The subjects open to bargaining would include, among others:
- Performance evaluations
- Staffing decisions, such as layoffs and recalls
- Merit pay
- Teacher placement
- Discipline
- Classroom observations
“Passing these bills will help attract and retain high-quality educators who can help our kids succeed,” Michigan Education Association President Paula Herbert said, according to The Center Square.
House Bill 4354 will do the opposite. It will require schools to keep underperforming teachers in the classroom and make it harder for them to retain effective ones. Policies governing teacher placement and layoffs will rely heavily on seniority rather than teacher effectiveness, as the current law requires.
High-performing teachers will no longer be rewarded with merit pay. Performance evaluations will place less weight on objective measures like student assessment data. And limits on classroom observations will make it harder for administrators to offer feedback that supports teachers’ professional growth.

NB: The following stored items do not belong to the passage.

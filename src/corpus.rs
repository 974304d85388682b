
// imports
use crate::config::files_handling::ReadFile;
use crate::error::{PipelineError, Result};
use crate::vocab::Vocabulary;

use std::fs::File;
use std::io::{BufRead, BufReader, Read};
use std::path::Path;
use flate2::read::GzDecoder;
use log::debug;


// defines the behavior needed for tokenizing a corpus record
pub trait Tokenizer {
    fn tokenize<'a>(&self, record: &'a str) -> Vec<&'a str>;
}

/// Splits a record on a single delimiter, surrounding whitespace is trimmed
/// and empty tokens between repeated delimiters are skipped.
pub struct DelimiterTokenizer {
    sep: char,
}

impl DelimiterTokenizer {
    pub fn new(sep: u8) -> DelimiterTokenizer {
        DelimiterTokenizer { sep: sep as char }
    }
}

impl Tokenizer for DelimiterTokenizer {
    fn tokenize<'a>(&self, record: &'a str) -> Vec<&'a str> {
        record
        .trim()
        .split(self.sep)
        .filter(|tok| !tok.is_empty())
        .collect()
    }
}


/// The raw token sequence, every record's tokens concatenated in file order.
#[derive(Debug, Clone, Default, PartialEq)]
pub struct Corpus {
    tokens: Vec<String>,
}

impl Corpus {

    fn accumulate<T: Tokenizer>(&mut self, record: &str, tokenizer: &T) {
        self.tokens.extend(tokenizer.tokenize(record).into_iter().map(str::to_owned));
    }

    fn load<R: Read, T: Tokenizer>(reader: R, path: &Path, tokenizer: &T) -> Result<Corpus> {

        let mut corpus = Corpus::default();
        for line in BufReader::new(reader).lines() {
            let line = line.map_err(|e| PipelineError::io(path, e))?;
            corpus.accumulate(&line, tokenizer);
        }
        Ok(corpus)
    }

    pub fn len(&self) -> usize {
        self.tokens.len()
    }

    pub fn is_empty(&self) -> bool {
        self.tokens.is_empty()
    }

    pub fn tokens(&self) -> impl Iterator<Item = &str> + '_ {
        self.tokens.iter().map(String::as_str)
    }
}

impl ReadFile for Corpus {

    // gzipped corpora are decompressed on the fly
    fn read_file(path: &Path, sep: u8) -> Result<Self> {

        let tokenizer = DelimiterTokenizer::new(sep);
        let f = File::open(path).map_err(|e| PipelineError::io(path, e))?;
        let gzipped = path.extension().map_or(false, |ext| ext == "gz");

        let corpus = if gzipped {
            Corpus::load(GzDecoder::new(f), path, &tokenizer)?
        } else {
            Corpus::load(f, path, &tokenizer)?
        };

        debug!("read {} tokens from {} (gzipped: {})", corpus.len(), path.display(), gzipped);
        Ok(corpus)
    }
}


/// Map tokens to vocabulary ids. Tokens outside the vocabulary are dropped,
/// they never show up as a placeholder id, so the result is a subsequence
/// of the retained tokens and windows close over the gap.
pub fn encode<'a, I>(tokens: I, vocab: &Vocabulary) -> Vec<usize>
where
    I: IntoIterator<Item = &'a str> {

    tokens
    .into_iter()
    .filter_map(|tok| vocab.id(tok))
    .collect()
}
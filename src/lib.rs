
mod config;
mod corpus;
mod error;
mod generator;
mod pipeline;
mod sampler;
mod vocab;

pub use config::{files_handling, Config, Params, SamplingParams};
pub use corpus::{encode, Corpus, DelimiterTokenizer, Tokenizer};
pub use error::{PipelineError, Result};
pub use generator::{PairGenerator, TrainingWriter, Triple, TripleSink};
pub use pipeline::{Pipeline, Summary};
pub use sampler::{NegativeSampler, DOMAIN};
pub use vocab::Vocabulary;
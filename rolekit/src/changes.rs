//! Mapping changed files onto role names.
//!
//! A role is identified by the first directory below one of the watched
//! parent directories: `roles/nginx/tasks/main.yml` and
//! `molecule/nginx/converge.yml` both belong to role `nginx` when `roles`
//! and `molecule` are watched.

use std::collections::BTreeSet;
use std::path::{Component, Path, PathBuf};

use crate::config::ChangeRange;
use crate::runner::CommandRunner;
use crate::{Error, Result};

/// Unique role names, iterated in sorted order.
pub type RoleSet = BTreeSet<String>;

/// Return the paths changed between `range.origin` and `range.current`.
///
/// Runs `git diff-tree --name-only -r <origin> <current>` and yields one path
/// per non-empty output line, in the order git printed them.
///
/// # Errors
///
/// Returns an error if git cannot be started or exits non-zero.
pub fn get_diff(runner: &dyn CommandRunner, range: &ChangeRange) -> Result<Vec<PathBuf>> {
    let args = vec![
        "diff-tree".to_string(),
        "--name-only".to_string(),
        "-r".to_string(),
        range.origin.clone(),
        range.current.clone(),
    ];
    let output = runner.run("git", &args, None)?;

    Ok(output
        .stdout
        .lines()
        .filter(|line| !line.trim().is_empty())
        .map(PathBuf::from)
        .collect())
}

/// Name of the top-level entry of `child` below `parent`.
///
/// Both paths are compared lexically after dropping `.` components, so
/// `roles/`, `./roles` and `roles` are the same parent. Returns `None` when
/// `child` is not below `parent`, or is `parent` itself.
///
/// # Examples
///
/// ```
/// use rolekit::relative_role;
/// use std::path::Path;
///
/// assert_eq!(
///     relative_role(Path::new("roles/nginx/tasks/main.yml"), Path::new("roles/")),
///     Some("nginx".to_string())
/// );
/// assert_eq!(relative_role(Path::new("docs/index.md"), Path::new("roles")), None);
/// assert_eq!(relative_role(Path::new("roles"), Path::new("roles")), None);
/// ```
#[must_use]
pub fn relative_role(child: &Path, parent: &Path) -> Option<String> {
    let child = lexical(child);
    let parent = lexical(parent);
    let rest = child.strip_prefix(&parent).ok()?;

    match rest.components().next()? {
        Component::Normal(name) => Some(name.to_string_lossy().into_owned()),
        _ => None,
    }
}

fn lexical(path: &Path) -> PathBuf {
    path.components()
        .filter(|c| !matches!(c, Component::CurDir))
        .collect()
}

/// Names of the direct subdirectories of any parent that contain at least
/// one of `potential_children`.
///
/// Every child is checked against every parent, so a child can contribute a
/// name through several parents. The result does not depend on the order of
/// either input.
#[must_use]
pub fn get_subdirs(parents: &[PathBuf], potential_children: &[PathBuf]) -> RoleSet {
    let mut roles = RoleSet::new();
    for child in potential_children {
        for parent in parents {
            match relative_role(child, parent) {
                Some(role) => {
                    roles.insert(role);
                }
                None => log::info!(
                    "{} is not under (parent) {}",
                    child.display(),
                    parent.display()
                ),
            }
        }
    }
    roles
}

/// Fail unless every parent exists and is a directory.
///
/// # Errors
///
/// Returns [`Error::InvalidParent`] naming the first offending parent.
pub fn validate_parents(parents: &[PathBuf]) -> Result<()> {
    match parents.iter().find(|parent| !parent.is_dir()) {
        Some(parent) => Err(Error::InvalidParent {
            path: parent.clone(),
        }),
        None => Ok(()),
    }
}

/// Roles touched between the two revisions of `range`.
///
/// Parents are validated before git is invoked, so a bad parent never
/// costs a diff.
///
/// # Errors
///
/// Returns [`Error::InvalidParent`] for a missing parent, or the runner's
/// error if the diff fails.
pub fn changed_roles(
    runner: &dyn CommandRunner,
    parents: &[PathBuf],
    range: &ChangeRange,
) -> Result<RoleSet> {
    let watched: Vec<String> = parents.iter().map(|p| p.display().to_string()).collect();
    log::info!(
        "inspect for change based on directories: {}",
        watched.join(", ")
    );
    validate_parents(parents)?;

    let changed = get_diff(runner, range)?;
    log::debug!(
        "{} changed file(s) between {} and {}",
        changed.len(),
        range.origin,
        range.current
    );
    Ok(get_subdirs(parents, &changed))
}
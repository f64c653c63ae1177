//! Main entry point for the rolekit CLI.
//!
//! This is the command-line interface for the rolekit CI helper.
//! It provides commands for an Ansible role collection:
//! - `test`: Run molecule scenarios for roles changed between two revisions
//! - `document`: Generate Markdown pages from role argument specs
//! - `completions`: Generate shell completion scripts

mod cli;
mod commands;
mod error;
mod utils;

use clap::Parser;
use cli::Cli;
use utils::GlobalOptions;

fn main() {
    // Parse CLI arguments
    let cli = Cli::parse();

    // Install the stderr logger before any library call logs
    rolekit::init_logger(cli.verbose, cli.quiet);

    let global = GlobalOptions {
        verbose: cli.verbose,
        quiet: cli.quiet,
    };

    let result = match cli.command {
        cli::Command::Test(cmd) => cmd.execute(&global),
        cli::Command::Document(cmd) => cmd.execute(&global),
        cli::Command::Completions(cmd) => cmd.execute(&global),
    };

    // Handle errors and set exit code
    match result {
        Ok(()) => std::process::exit(0),
        Err(e) => {
            log::error!("{e}");
            std::process::exit(e.exit_code());
        }
    }
}
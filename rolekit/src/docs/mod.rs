//! Role documentation generation.
//!
//! Each role under the roles directory that ships a
//! `meta/argument_specs.yml` gets a Markdown page built from that spec and
//! the role's molecule `converge.yml` playbook.
//!
//! # Layout
//!
//! ```text
//! <roles_dir>/<role>/meta/argument_specs.yml   spec (argument_specs.main)
//! <molecule_dir>/<role>/converge.yml           example playbook
//! <doc_dir>/role_<role>_doc.md                 generated page
//! ```
//!
//! # Examples
//!
//! ```no_run
//! use rolekit::{DocGenerator, DocRenderer};
//!
//! let generator = DocGenerator::new("roles", "molecule", "docs", DocRenderer::builtin()?);
//! for page in generator.generate(None)? {
//!     println!("wrote {}", page.display());
//! }
//! # Ok::<(), rolekit::Error>(())
//! ```

pub mod render;
pub mod schema;

use std::fs;
use std::io::ErrorKind;
use std::path::{Path, PathBuf};

pub use render::{
    escape_cell, option_rows, render_option_descriptions, DocContext, DocRenderer, OptionRow,
};
pub use schema::{ArgumentSpecFile, Description, OptionSpec, RoleSpec};

use crate::{Error, Result};

/// Spec file location inside a role directory.
pub const SPEC_RELATIVE_PATH: &str = "meta/argument_specs.yml";

/// Example playbook file inside a molecule scenario directory.
pub const PLAYBOOK_FILE: &str = "converge.yml";

/// Name of the generated page for `role`.
///
/// # Examples
///
/// ```
/// assert_eq!(rolekit::docs::doc_file_name("nginx"), "role_nginx_doc.md");
/// ```
#[must_use]
pub fn doc_file_name(role: &str) -> String {
    format!("role_{role}_doc.md")
}

/// Read a file, reporting a missing file as [`Error::FileNotFound`].
pub(crate) fn read_file(path: &Path) -> Result<String> {
    fs::read_to_string(path).map_err(|e| match e.kind() {
        ErrorKind::NotFound => Error::FileNotFound {
            path: path.to_path_buf(),
        },
        _ => Error::Io(e),
    })
}

fn require_dir(path: &Path, what: &str) -> Result<()> {
    if path.is_dir() {
        Ok(())
    } else {
        Err(Error::InvalidDirectory {
            path: path.to_path_buf(),
            reason: format!("{what} does not exist or is not a directory"),
        })
    }
}

/// Names of the roles under `roles_dir` that have an argument spec, sorted.
///
/// # Errors
///
/// Returns [`Error::InvalidDirectory`] if `roles_dir` is not a directory or
/// cannot be expressed as a glob pattern, and [`Error::Io`] if a directory
/// cannot be read while scanning.
pub fn discover_roles(roles_dir: &Path) -> Result<Vec<String>> {
    require_dir(roles_dir, "roles directory")?;

    let root = roles_dir.to_str().ok_or_else(|| Error::InvalidDirectory {
        path: roles_dir.to_path_buf(),
        reason: "path is not valid UTF-8".to_string(),
    })?;
    let pattern = format!("{}/*/{SPEC_RELATIVE_PATH}", glob::Pattern::escape(root));
    let entries = glob::glob(&pattern).map_err(|e| Error::InvalidDirectory {
        path: roles_dir.to_path_buf(),
        reason: e.to_string(),
    })?;

    let mut roles = Vec::new();
    for entry in entries {
        let spec = entry.map_err(std::io::Error::from)?;
        let role = spec
            .parent()
            .and_then(Path::parent)
            .and_then(Path::file_name)
            .map(|name| name.to_string_lossy().into_owned());
        if let Some(role) = role {
            roles.push(role);
        }
    }
    roles.sort();
    log::debug!("found {} documented role(s) in {}", roles.len(), roles_dir.display());
    Ok(roles)
}

/// Load the `argument_specs.main` section of a spec file.
///
/// # Errors
///
/// Returns [`Error::FileNotFound`] if the file is missing, [`Error::Yaml`]
/// if it does not parse, and [`Error::MissingArgumentSpec`] if it has no
/// `main` entry point.
pub fn load_role_spec(path: &Path) -> Result<RoleSpec> {
    let contents = read_file(path)?;
    let mut file: ArgumentSpecFile =
        serde_yaml::from_str(&contents).map_err(|source| Error::Yaml {
            path: path.to_path_buf(),
            source,
        })?;

    file.argument_specs
        .shift_remove("main")
        .ok_or_else(|| Error::MissingArgumentSpec {
            path: path.to_path_buf(),
        })
}

/// Load the example playbook at `path`.
///
/// # Errors
///
/// Returns [`Error::FileNotFound`] if the file is missing.
pub fn load_playbook(path: &Path) -> Result<String> {
    read_file(path)
}

/// Generates one Markdown page per role.
pub struct DocGenerator {
    roles_dir: PathBuf,
    molecule_dir: PathBuf,
    doc_dir: PathBuf,
    renderer: DocRenderer,
}

impl DocGenerator {
    /// Create a generator reading from `roles_dir` and `molecule_dir` and
    /// writing into `doc_dir`.
    pub fn new(
        roles_dir: impl Into<PathBuf>,
        molecule_dir: impl Into<PathBuf>,
        doc_dir: impl Into<PathBuf>,
        renderer: DocRenderer,
    ) -> Self {
        Self {
            roles_dir: roles_dir.into(),
            molecule_dir: molecule_dir.into(),
            doc_dir: doc_dir.into(),
            renderer,
        }
    }

    /// Spec file of `role`.
    #[must_use]
    pub fn spec_path(&self, role: &str) -> PathBuf {
        self.roles_dir.join(role).join(SPEC_RELATIVE_PATH)
    }

    /// Example playbook of `role`.
    #[must_use]
    pub fn playbook_path(&self, role: &str) -> PathBuf {
        self.molecule_dir.join(role).join(PLAYBOOK_FILE)
    }

    /// Output page of `role`.
    #[must_use]
    pub fn doc_path(&self, role: &str) -> PathBuf {
        self.doc_dir.join(doc_file_name(role))
    }

    /// Generate pages for `roles`, or for every discovered role when `None`.
    ///
    /// Roles are processed in order and the first failure stops the run.
    /// Pages already written for earlier roles are kept.
    ///
    /// # Errors
    ///
    /// Returns [`Error::InvalidDirectory`] if the roles or molecule directory
    /// is missing, or the first per-role error.
    pub fn generate(&self, roles: Option<&[String]>) -> Result<Vec<PathBuf>> {
        require_dir(&self.roles_dir, "roles directory")?;
        require_dir(&self.molecule_dir, "molecule directory")?;

        let roles = match roles {
            Some(roles) => roles.to_vec(),
            None => discover_roles(&self.roles_dir)?,
        };

        if !self.doc_dir.exists() {
            fs::create_dir_all(&self.doc_dir)?;
        }

        let mut written = Vec::with_capacity(roles.len());
        for role in &roles {
            written.push(self.generate_role(role)?);
        }
        log::info!(
            "generated {} role page(s) in {}",
            written.len(),
            self.doc_dir.display()
        );
        Ok(written)
    }

    /// Generate the page for a single role.
    ///
    /// The page is fully rendered before anything is written, so a failure
    /// leaves no file behind for this role.
    ///
    /// # Errors
    ///
    /// Returns an error if the spec or playbook is missing or malformed, if
    /// rendering fails, or if the page cannot be written.
    pub fn generate_role(&self, role: &str) -> Result<PathBuf> {
        log::info!("generating documentation for role {role}");
        let spec = load_role_spec(&self.spec_path(role))?;
        let playbook = load_playbook(&self.playbook_path(role))?;
        let page = self.renderer.render(&DocContext::new(role, &spec, &playbook))?;

        let target = self.doc_path(role);
        fs::write(&target, page)?;
        log::debug!("wrote {}", target.display());
        Ok(target)
    }
}

#[cfg(test)]
mod tests {
    use super::*;

    #[test]
    fn test_paths_follow_layout() {
        let generator = DocGenerator::new("r", "m", "d", DocRenderer::builtin().unwrap());
        assert_eq!(
            generator.spec_path("web"),
            PathBuf::from("r/web/meta/argument_specs.yml")
        );
        assert_eq!(
            generator.playbook_path("web"),
            PathBuf::from("m/web/converge.yml")
        );
        assert_eq!(generator.doc_path("web"), PathBuf::from("d/role_web_doc.md"));
    }

    #[test]
    fn test_load_role_spec_without_main() {
        let dir = tempfile::tempdir().unwrap();
        let path = dir.path().join("argument_specs.yml");
        fs::write(&path, "argument_specs:\n  other:\n    options: {}\n").unwrap();

        let err = load_role_spec(&path).unwrap_err();
        assert!(matches!(err, Error::MissingArgumentSpec { .. }));
    }

    #[test]
    fn test_load_role_spec_malformed() {
        let dir = tempfile::tempdir().unwrap();
        let path = dir.path().join("argument_specs.yml");
        fs::write(&path, "argument_specs: [unclosed\n").unwrap();

        let err = load_role_spec(&path).unwrap_err();
        assert!(matches!(err, Error::Yaml { .. }));
        assert!(err.is_file_failure());
    }

    #[test]
    fn test_load_playbook_missing() {
        let err = load_playbook(Path::new("/nonexistent/rolekit/converge.yml")).unwrap_err();
        assert!(matches!(err, Error::FileNotFound { .. }));
    }

    #[test]
    fn test_discover_roles_requires_directory() {
        let err = discover_roles(Path::new("/nonexistent/rolekit/roles")).unwrap_err();
        assert!(err.is_precondition());
    }
}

Reopening these subjects for collective bargaining would diminish the power of school administrators to uphold quality teaching standards and hold teachers accountable. Watered-down evaluation criteria will weaken schools’ ability to assess teacher performance. And if a teacher is underperforming, contract restrictions on discipline and layoff procedures will make it harder for administrators to take appropriate action.
Ineffective teachers will remain in the classroom, being paid and promoted based on their seniority. Districts will find it difficult to recruit and retain talented younger teachers under these conditions. ”Last in, first out” will once again become the norm when schools need to make personnel changes.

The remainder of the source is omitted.